À medida que enfrentamos as realidades que nos desafiam e os obstáculos que nos paralisam, voltamo-nos para a Palavra de Deus em busca de luz e coragem para enfrentar os problemas do nosso tempo, agravados por um vírus descontrolado que assola o mundo. A reunião de Visitação tem muitas lições para nós. Um compromisso genuíno de reflexão e diálogo conduzirá à formação de pessoas vulneráveis, incluindo nós próprios. É um convite a uma nova sensibilidade e abordagem para melhor compreender "os gritos da terra e do povo". Quando ouvimos bem estes gritos, sentimos a urgência de agir e ouviremos o grito de Deus em tudo o que é ferido, ameaçado ou excluído.
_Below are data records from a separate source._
//! gridsnap-pipeline: photo-to-canonical-grid normalization (sans-IO).
//!
//! Takes a photograph of a square puzzle grid and produces a clean,
//! axis-aligned square image of it:
//! mode detection + binarization -> border noise removal -> edge
//! sampling -> robust line fitting -> corner solving -> perspective warp,
//! repeated three times for a convergence check with one opposite-mode
//! retry on failure.
//!
//! This crate has **no I/O dependencies** -- it operates on in-memory
//! pixel buffers (or encoded bytes) and returns structured data. Reading
//! and writing files lives in `gridsnap-bench`.

pub mod binarize;
pub mod border;
pub mod codec;
pub mod compare;
pub mod corners;
pub mod diagnostics;
pub mod downsample;
pub mod fit;
pub mod grayscale;
pub mod homography;
pub mod overlay;
pub mod pipeline;
pub mod progress;
pub mod sample;
pub mod stability;
pub mod types;
pub mod warp;

pub use compare::{compare_images, rmse};
pub use diagnostics::{Clock, NoClock, NormalizeDiagnostics};
pub use downsample::DownsampleFilter;
pub use progress::{ProgressFn, ProgressSink};
pub use stability::StabilityController;
pub use types::{
    Corner, Dimensions, EdgePoint, FittedLine, LineOrientation, NormalizeConfig, NormalizeResult,
    PassResult, PerSide, PipelineError, Point, ProcessingMode, Quad, RgbaImage, Side,
};

/// Normalize a decoded photograph.
///
/// Runs three passes for a convergence check and at most one
/// opposite-mode recovery pass. Progress messages go to `progress` in
/// order.
///
/// # Errors
///
/// Returns [`PipelineError::InvalidConfig`] if `config` fails
/// validation, and [`PipelineError::Fatal`] if neither the primary
/// attempt nor the recovery produced a result.
pub fn normalize(
    image: &RgbaImage,
    config: &NormalizeConfig,
    progress: &mut dyn ProgressSink,
) -> Result<NormalizeResult, PipelineError> {
    normalize_with_diagnostics(image, config, progress, &NoClock).0
}

/// Decode `bytes` (PNG, JPEG, BMP, WebP) and [`normalize`] the result.
///
/// # Errors
///
/// Returns [`PipelineError::EmptyInput`] or [`PipelineError::ImageDecode`]
/// when decoding fails, otherwise as [`normalize`].
pub fn normalize_bytes(
    bytes: &[u8],
    config: &NormalizeConfig,
    progress: &mut dyn ProgressSink,
) -> Result<NormalizeResult, PipelineError> {
    let image = codec::decode_rgba(bytes)?;
    normalize(&image, config, progress)
}

/// [`normalize`] while recording per-pass, per-stage diagnostics.
///
/// Diagnostics are returned alongside the outcome so a failed
/// normalization can still be inspected. An invalid config yields empty
/// diagnostics.
pub fn normalize_with_diagnostics<C: Clock>(
    image: &RgbaImage,
    config: &NormalizeConfig,
    progress: &mut dyn ProgressSink,
    clock: &C,
) -> (Result<NormalizeResult, PipelineError>, NormalizeDiagnostics) {
    if let Err(e) = config.validate() {
        return (Err(e), NormalizeDiagnostics::default());
    }
    StabilityController::new(config, clock, progress).run(image)
}
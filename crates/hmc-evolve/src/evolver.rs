use std::fmt;
use std::sync::Arc;

use hmc_core::{Action, Group, Hamiltonian, HmcError, Lattice, RngHandle, TrajectoryRecord};

use crate::manager::EvolverManager;

/// Shared collaborators injected when evolvers and transforms are loaded.
///
/// These are process-wide resources and are never written to the store.
#[derive(Debug, Clone)]
pub struct LoadContext {
    /// Action of the simulation.
    pub action: Arc<dyn Action>,
    /// Lattice the simulation runs on.
    pub lattice: Arc<Lattice>,
}

impl LoadContext {
    /// Bundles the collaborators.
    pub fn new(action: Arc<dyn Action>, lattice: Arc<Lattice>) -> Self {
        Self { action, lattice }
    }

    /// Builds the molecular dynamics Hamiltonian for the action.
    pub fn hamiltonian(&self) -> Hamiltonian {
        Hamiltonian::new(Arc::clone(&self.action))
    }
}

/// Advances the Markov chain by one trajectory.
///
/// `evolve` must depend only on the current record, the evolver's own state and
/// draws from `rng`. It may update its own state but never the input record.
/// Numerical failures of the action are propagated unchanged.
pub trait Evolver: fmt::Debug + Send {
    /// Stable name under which the type is registered with an [`EvolverManager`].
    fn type_name(&self) -> &'static str;

    /// Produces the next trajectory record.
    fn evolve(
        &mut self,
        current: &TrajectoryRecord,
        rng: &mut RngHandle,
    ) -> Result<TrajectoryRecord, HmcError>;

    /// Writes parameters and live state into `group`. Inverse of the registered loader.
    fn save(&self, group: &mut Group, manager: &EvolverManager) -> Result<(), HmcError>;
}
Se respondermos juntos a estes gritos, abrimo-nos a novos caminhos de esperança.

Mas como chegamos a este ponto? Como vimos anteriormente, existem muitas Organizações Não-Governamentais (ONG) nas Nações Unidas, incluindo muitas Congregações que investiram recursos significativos para ter um representante neste espaço onde se observa o pulsar do coração do mundo. Por exemplo, a maioria das mulheres e homens que representam as suas congregações têm formação como professores, advogados, ativistas comunitários e trabalhadores da saúde, com experiência em múltiplos ministérios centrados no empoderamento das pessoas. À medida que as congregações em todo o mundo se deparam com a realidade de menos novos membros e os cuidados com os nossos idosos frágeis tendem a tornar-se um foco dominante, estamos todos a começar a compreender que as nossas abordagens de "ajuda de banda" às necessidades dos mais vulneráveis são exatamente isso. Como uma irmã veterana de uma ONG disse tão bem: "As necessidades continuarão a ser muito maiores do que alguma vez seremos capazes de abordar e cada vez mais as nossas irmãs e irmãos ficarão mais pobres, a menos que abordemos o problema das estruturas que criam os abismos profundos entre os "tem" e os "não tem". (Joan Burke, SNDdeN, "Beyond Plumbing! Long term engagement," It is Good for Us to be Here, Xlibris, 2015).

Quando nos ouvimos e falamos uns com os outros como Maria e Elizabeth fizeram, chegamos a compreender a dinâmica da interdependência. Isto cria uma atitude de reciprocidade e, consequentemente, de deixar de lado a noção de que somos especialistas em todos os campos, que inundamos os outros com os nossos conhecimentos ou competências, enquanto esses outros têm pouco, ou mesmo nada, a oferecer-nos em troca. Um espírito de interdependência e diálogo encoraja-nos a escutar, não só as palavras, mas também as atitudes, os gestos e o silêncio.